A response to our interview with Christina Maslach.

08 September 2017

I read with great interest your interview with Christina Maslach on burnout (September 2017). The points she made were immediately very familiar to me not so much in my role as a practitioner psychologist, but as an adoptive parent. Although their work is surrounded by a cultural stereotype of happiness, adoptive parents are at high risk of experiencing burnout – but, as elsewhere, they are invisible in discussions such as this.

Adoptive parents take on some of the most needy and challenging children in our society. They not infrequently have to deal with violence (which can be directed at the parents, at siblings or others), self-harm, urinary and/or faecal incontinence, inappropriate and dangerous sexual behaviour, outbursts of anger, school refusal, persistent stealing, and more.

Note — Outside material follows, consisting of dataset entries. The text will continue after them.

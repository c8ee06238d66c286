//! Core compute primitives (Vector, Matrix).
//!
//! These types back the dataset, the normal-equation solver and prediction.

mod matrix;
mod vector;

pub use matrix::Matrix;
pub use vector::Vector;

Unlike people in other trauma-inducing roles, adoptive parents cannot take sick leave. They cannot resign or request a transfer to another department. Adopted children are yours. You cope as best you can.

Given this, we should not be surprised that, according to a recent BBC report, the charity Adoption UK ‘thinks as many as a quarter of all adoptive families are in crisis and in need of professional help to keep the family unit together’ (www.bbc.co.uk/news/uk-38764302).

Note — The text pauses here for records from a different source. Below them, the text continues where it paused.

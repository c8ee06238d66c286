//! Dataset loading.
//!
//! Reads a comma-separated file whose first line is a header and whose
//! last column is the regression target, and builds:
//! - a design matrix `X` with a leading intercept column of ones
//! - a target vector `Y`
//!
//! The header line is skipped without being parsed as data; the row width
//! comes from the first data row.

pub mod wine;

use crate::error::{RegressionError, Result};
use crate::primitives::{Matrix, Vector};
use std::fmt;
use std::fs::File;
use std::io::{BufRead, BufReader, Read};
use std::path::Path;

/// How malformed numeric tokens are handled.
#[derive(Debug, Clone, Copy, PartialEq, Eq, Default)]
pub enum ParsePolicy {
    /// Fail with [`RegressionError::Parse`] on the first malformed or
    /// non-finite (`NaN`, `inf`) token.
    #[default]
    Strict,
    /// Replace malformed and non-finite tokens with `0.0`.
    ZeroFill,
}

impl ParsePolicy {
    fn parse(self, token: &str, line: usize, column: usize) -> Result<f64> {
        match token.parse::<f64>() {
            Ok(value) if value.is_finite() => Ok(value),
            _ => match self {
                ParsePolicy::Strict => Err(RegressionError::Parse {
                    line,
                    column,
                    token: token.to_string(),
                }),
                ParsePolicy::ZeroFill => Ok(0.0),
            },
        }
    }
}

/// Observations loaded from a CSV file.
///
/// # Examples
///
/// ```
/// use wine_quality::data::{Dataset, ParsePolicy};
///
/// let csv = "x1,x2,y\n1.0,2.0,3.0\n4.0,5.0,6.0\n";
/// let ds = Dataset::from_reader(csv.as_bytes(), ParsePolicy::Strict).unwrap();
/// assert_eq!(ds.x().shape(), (2, 3));
/// assert_eq!(ds.y().as_slice(), &[3.0, 6.0]);
/// ```
#[derive(Debug, Clone)]
pub struct Dataset {
    /// Design matrix, `n x (F + 1)`, column 0 all ones
    x: Matrix<f64>,
    /// Targets, length `n`
    y: Vector<f64>,
    /// Header names of the F feature columns; empty when the header width
    /// differs from the data
    feature_names: Vec<String>,
}

impl Dataset {
    /// Loads a dataset from a file path using `policy` for numeric tokens.
    ///
    /// # Errors
    ///
    /// - [`RegressionError::FileOpen`] if the file cannot be opened
    /// - [`RegressionError::MissingHeader`] if there is no header line
    /// - [`RegressionError::InvalidData`] on a single-column or ragged row
    /// - [`RegressionError::Parse`] on a malformed token (strict policy)
    /// - [`RegressionError::EmptyInput`] if there are no data rows
    pub fn load<P: AsRef<Path>>(path: P, policy: ParsePolicy) -> Result<Self> {
        let path = path.as_ref();
        let file = File::open(path).map_err(|source| RegressionError::FileOpen {
            path: path.to_path_buf(),
            source,
        })?;
        parse(file, policy, path)
    }

    /// Parses a dataset from any reader.
    ///
    /// # Errors
    ///
    /// Same as [`Dataset::load`], minus the open failure.
    pub fn from_reader<R: Read>(reader: R, policy: ParsePolicy) -> Result<Self> {
        parse(reader, policy, Path::new("<reader>"))
    }

    /// Number of observations.
    #[must_use]
    pub fn n_samples(&self) -> usize {
        self.x.n_rows()
    }

    /// Number of features, excluding the intercept column.
    #[must_use]
    pub fn n_features(&self) -> usize {
        self.x.n_cols() - 1
    }

    /// Design matrix with intercept column.
    #[must_use]
    pub fn x(&self) -> &Matrix<f64> {
        &self.x
    }

    /// Target vector.
    #[must_use]
    pub fn y(&self) -> &Vector<f64> {
        &self.y
    }

    /// Header names of the feature columns, in file order.
    ///
    /// Empty when the header does not have one field per data column.
    #[must_use]
    pub fn feature_names(&self) -> &[String] {
        &self.feature_names
    }

    /// Splits the dataset into `(X, Y)`.
    #[must_use]
    pub fn into_parts(self) -> (Matrix<f64>, Vector<f64>) {
        (self.x, self.y)
    }
}

impl fmt::Display for Dataset {
    fn fmt(&self, f: &mut fmt::Formatter<'_>) -> fmt::Result {
        writeln!(f, "Dataset:")?;
        writeln!(f, "  Observations: {}", self.n_samples())?;
        writeln!(f, "  Features:     {}", self.n_features())?;
        write!(f, "  Target mean:  {:.4}", self.y.mean())
    }
}

/// Builder-style front end for [`Dataset::load`].
#[derive(Debug, Clone, Default)]
pub struct DatasetLoader {
    policy: ParsePolicy,
}

impl DatasetLoader {
    /// Creates a loader with the strict parse policy.
    #[must_use]
    pub fn new() -> Self {
        Self::default()
    }

    /// Sets the parse policy.
    #[must_use]
    pub fn with_policy(mut self, policy: ParsePolicy) -> Self {
        self.policy = policy;
        self
    }

    /// Returns the configured parse policy.
    #[must_use]
    pub fn policy(&self) -> ParsePolicy {
        self.policy
    }

    /// Loads a dataset from `path`.
    ///
    /// # Errors
    ///
    /// See [`Dataset::load`].
    pub fn load<P: AsRef<Path>>(&self, path: P) -> Result<Dataset> {
        Dataset::load(path, self.policy)
    }
}

fn parse<R: Read>(reader: R, policy: ParsePolicy, origin: &Path) -> Result<Dataset> {
    let mut reader = BufReader::new(reader);

    // The first physical line is the header, whatever it holds.
    let mut header = Vec::new();
    if reader.read_until(b'\n', &mut header)? == 0 {
        return Err(RegressionError::MissingHeader {
            path: origin.to_path_buf(),
        });
    }
    let header_names = header_fields(&header);

    let mut reader = csv::ReaderBuilder::new()
        .has_headers(false)
        .flexible(true)
        .trim(csv::Trim::All)
        .from_reader(reader);

    let mut width: Option<usize> = None;
    let mut data = Vec::new();
    let mut targets = Vec::new();

    for result in reader.records() {
        let record = result.map_err(|e| csv_error(e, origin))?;
        let line = record.position().map_or(0, |p| p.line() as usize) + 1;

        let expected = *width.get_or_insert(record.len());
        if expected < 2 {
            return Err(RegressionError::InvalidData {
                line,
                message: format!(
                    "expected at least one feature and a target column, found {expected} column"
                ),
            });
        }
        if record.len() != expected {
            return Err(RegressionError::InvalidData {
                line,
                message: format!("expected {expected} fields, found {}", record.len()),
            });
        }

        let n_features = expected - 1;
        data.push(1.0);
        for (column, token) in record.iter().enumerate() {
            let value = policy.parse(token, line, column)?;
            if column < n_features {
                data.push(value);
            } else {
                targets.push(value);
            }
        }
    }

    let Some(width) = width else {
        return Err(RegressionError::empty_input(&format!(
            "no data rows after header in {}",
            origin.display()
        )));
    };

    let n_features = width - 1;
    let feature_names = match header_names {
        Some(fields) if fields.len() == width => fields.into_iter().take(n_features).collect(),
        _ => Vec::new(),
    };

    let x = Matrix::from_vec(targets.len(), width, data)?;
    Ok(Dataset {
        x,
        y: Vector::from_vec(targets),
        feature_names,
    })
}

/// Splits the raw header line into trimmed field names.
fn header_fields(raw: &[u8]) -> Option<Vec<String>> {
    let mut reader = csv::ReaderBuilder::new()
        .has_headers(false)
        .flexible(true)
        .trim(csv::Trim::All)
        .from_reader(raw);
    let record = reader.records().next()?.ok()?;
    Some(record.iter().map(String::from).collect())
}

fn csv_error(err: csv::Error, origin: &Path) -> RegressionError {
    let line = err.position().map_or(0, |p| p.line() as usize + 1);
    match err.into_kind() {
        csv::ErrorKind::Io(e) => RegressionError::Io(e),
        kind => RegressionError::InvalidData {
            line,
            message: format!("{}: {kind:?}", origin.display()),
        },
    }
}

#[cfg(test)]
mod tests {
    use super::*;
    use std::io::Write;
    use tempfile::NamedTempFile;

    fn write_csv(contents: &str) -> NamedTempFile {
        let mut file = NamedTempFile::new().expect("temp file");
        file.write_all(contents.as_bytes()).expect("write csv");
        file
    }

    #[test]
    fn test_load_two_rows() {
        let file = write_csv("a,b,target\n1.5,2.5,3.5\n4.0,5.0,6.0\n");
        let ds = Dataset::load(file.path(), ParsePolicy::Strict).expect("load CSV");

        assert_eq!(ds.n_samples(), 2);
        assert_eq!(ds.n_features(), 2);
        assert_eq!(ds.x().shape(), (2, 3));
        assert_eq!(ds.x().column(0).as_slice(), &[1.0, 1.0]);
        assert_eq!(ds.x().row(0).as_slice(), &[1.0, 1.5, 2.5]);
        assert_eq!(ds.y().as_slice(), &[3.5, 6.0]);
        assert_eq!(ds.feature_names(), &["a".to_string(), "b".to_string()]);
    }

    #[test]
    fn test_header_is_not_data() {
        // A numeric header is still dropped.
        let file = write_csv("1,2\n3,4\n");
        let ds = Dataset::load(file.path(), ParsePolicy::Strict).expect("load CSV");
        assert_eq!(ds.n_samples(), 1);
        assert_eq!(ds.y().as_slice(), &[4.0]);
    }

    #[test]
    fn test_blank_lines_skipped() {
        let file = write_csv("x,y\n1,2\n\n3,4\n\n");
        let ds = Dataset::load(file.path(), ParsePolicy::Strict).expect("load CSV");
        assert_eq!(ds.n_samples(), 2);
    }

    #[test]
    fn test_whitespace_trimmed() {
        let ds = Dataset::from_reader("x, y\n 1.0 , 2.0 \n".as_bytes(), ParsePolicy::Strict)
            .expect("parse");
        assert_eq!(ds.x().get(0, 1), 1.0);
        assert_eq!(ds.y()[0], 2.0);
    }

    #[test]
    fn test_missing_file() {
        let result = Dataset::load("/nonexistent/wine_quality_ds.csv", ParsePolicy::Strict);
        assert!(matches!(result, Err(RegressionError::FileOpen { .. })));
    }

    #[test]
    fn test_empty_file_missing_header() {
        let file = write_csv("");
        let result = Dataset::load(file.path(), ParsePolicy::Strict);
        assert!(matches!(result, Err(RegressionError::MissingHeader { .. })));
    }

    #[test]
    fn test_header_only_is_empty_input() {
        let file = write_csv("x,y\n");
        let result = Dataset::load(file.path(), ParsePolicy::Strict);
        assert!(matches!(result, Err(RegressionError::EmptyInput { .. })));
    }

    #[test]
    fn test_single_column_rows_rejected() {
        let result = Dataset::from_reader("y\n1\n".as_bytes(), ParsePolicy::Strict);
        assert!(matches!(
            result,
            Err(RegressionError::InvalidData { line: 2, .. })
        ));
    }

    #[test]
    fn test_header_width_does_not_matter() {
        // Trailing comma in the header; rows are two wide.
        let ds = Dataset::from_reader("x,y,\n1,5\n2,8\n".as_bytes(), ParsePolicy::Strict)
            .expect("header is not parsed as data");
        assert_eq!(ds.n_samples(), 2);
        assert_eq!(ds.n_features(), 1);
        assert_eq!(ds.y().as_slice(), &[5.0, 8.0]);
        assert!(ds.feature_names().is_empty());
    }

    #[test]
    fn test_blank_first_line_is_the_header() {
        // The blank line is dropped as the header, so "x,y" is a data row.
        let strict = Dataset::from_reader("\nx,y\n1,5\n2,8\n".as_bytes(), ParsePolicy::Strict);
        match strict {
            Err(RegressionError::Parse { line, column, token }) => {
                assert_eq!((line, column), (2, 0));
                assert_eq!(token, "x");
            }
            other => panic!("expected parse error, got {other:?}"),
        }

        let lenient = Dataset::from_reader("\nx,y\n1,5\n2,8\n".as_bytes(), ParsePolicy::ZeroFill)
            .expect("zero fill");
        assert_eq!(lenient.n_samples(), 3);
        assert_eq!(lenient.y().as_slice(), &[0.0, 5.0, 8.0]);
    }

    #[test]
    fn test_width_taken_from_first_data_row() {
        let result = Dataset::from_reader("a,b,y\n1,2\n3,4,5\n".as_bytes(), ParsePolicy::Strict);
        match result {
            Err(RegressionError::InvalidData { line, message }) => {
                assert_eq!(line, 3);
                assert!(message.contains("expected 2 fields"), "{message}");
            }
            other => panic!("expected ragged-row error, got {other:?}"),
        }
    }

    #[test]
    fn test_strict_rejects_non_finite_tokens() {
        for token in ["NaN", "inf", "-infinity"] {
            let csv = format!("x,y\n1,5\n{token},8\n");
            match Dataset::from_reader(csv.as_bytes(), ParsePolicy::Strict) {
                Err(RegressionError::Parse { line, column, .. }) => {
                    assert_eq!((line, column), (3, 0), "token {token}");
                }
                other => panic!("expected parse error for {token}, got {other:?}"),
            }
        }

        let ds = Dataset::from_reader("x,y\n1,NaN\n".as_bytes(), ParsePolicy::ZeroFill)
            .expect("zero fill");
        assert_eq!(ds.y()[0], 0.0);
    }

    #[test]
    fn test_ragged_row_rejected() {
        let result = Dataset::from_reader("a,b,y\n1,2,3\n4,5\n".as_bytes(), ParsePolicy::Strict);
        assert!(matches!(
            result,
            Err(RegressionError::InvalidData { line: 3, .. })
        ));
    }

    #[test]
    fn test_strict_rejects_malformed_token() {
        let result = Dataset::from_reader("a,b,y\n1,2,3\n4,oops,6\n".as_bytes(), ParsePolicy::Strict);
        match result {
            Err(RegressionError::Parse {
                line,
                column,
                token,
            }) => {
                assert_eq!(line, 3);
                assert_eq!(column, 1);
                assert_eq!(token, "oops");
            }
            other => panic!("expected parse error, got {other:?}"),
        }
    }

    #[test]
    fn test_zero_fill_coerces_malformed_token() {
        let ds = Dataset::from_reader(
            "a,b,y\n1,2,3\n4,oops,\n".as_bytes(),
            ParsePolicy::ZeroFill,
        )
        .expect("zero fill never fails on tokens");
        assert_eq!(ds.x().row(1).as_slice(), &[1.0, 4.0, 0.0]);
        assert_eq!(ds.y()[1], 0.0);
    }

    #[test]
    fn test_loader_builder() {
        let file = write_csv("a,y\n1,x\n");
        let strict = DatasetLoader::new();
        assert_eq!(strict.policy(), ParsePolicy::Strict);
        assert!(strict.load(file.path()).is_err());

        let lenient = DatasetLoader::new().with_policy(ParsePolicy::ZeroFill);
        let ds = lenient.load(file.path()).expect("lenient load");
        assert_eq!(ds.y()[0], 0.0);
    }

    #[test]
    fn test_display_summary() {
        let ds = Dataset::from_reader("x,y\n1,2\n3,4\n".as_bytes(), ParsePolicy::Strict)
            .expect("parse");
        let text = ds.to_string();
        assert!(text.contains("Observations: 2"));
        assert!(text.contains("Features:     1"));
    }
}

I particularly agree with Christina Maslach is in what she says about the need for organisational change. Some of the biggest problems that adoptive parents face are with ‘the system’. Teachers, medical professionals, social workers and others all too often lack the training to properly understand adoptive families and their needs. Some local authority post-adoption services are competent and helpful. Some are well-meaning but incompetent. Some are abusive toward the very people they are paid to help.

Adoptive parents save local authorities a massive amount of money – even when adoption allowances are considered. If local authority staff would simply acknowledge this fact, it would be a great step forward.

For the time being my family has support from our friends, our extended family, our church and our neighbours. We survive – but sometimes only just.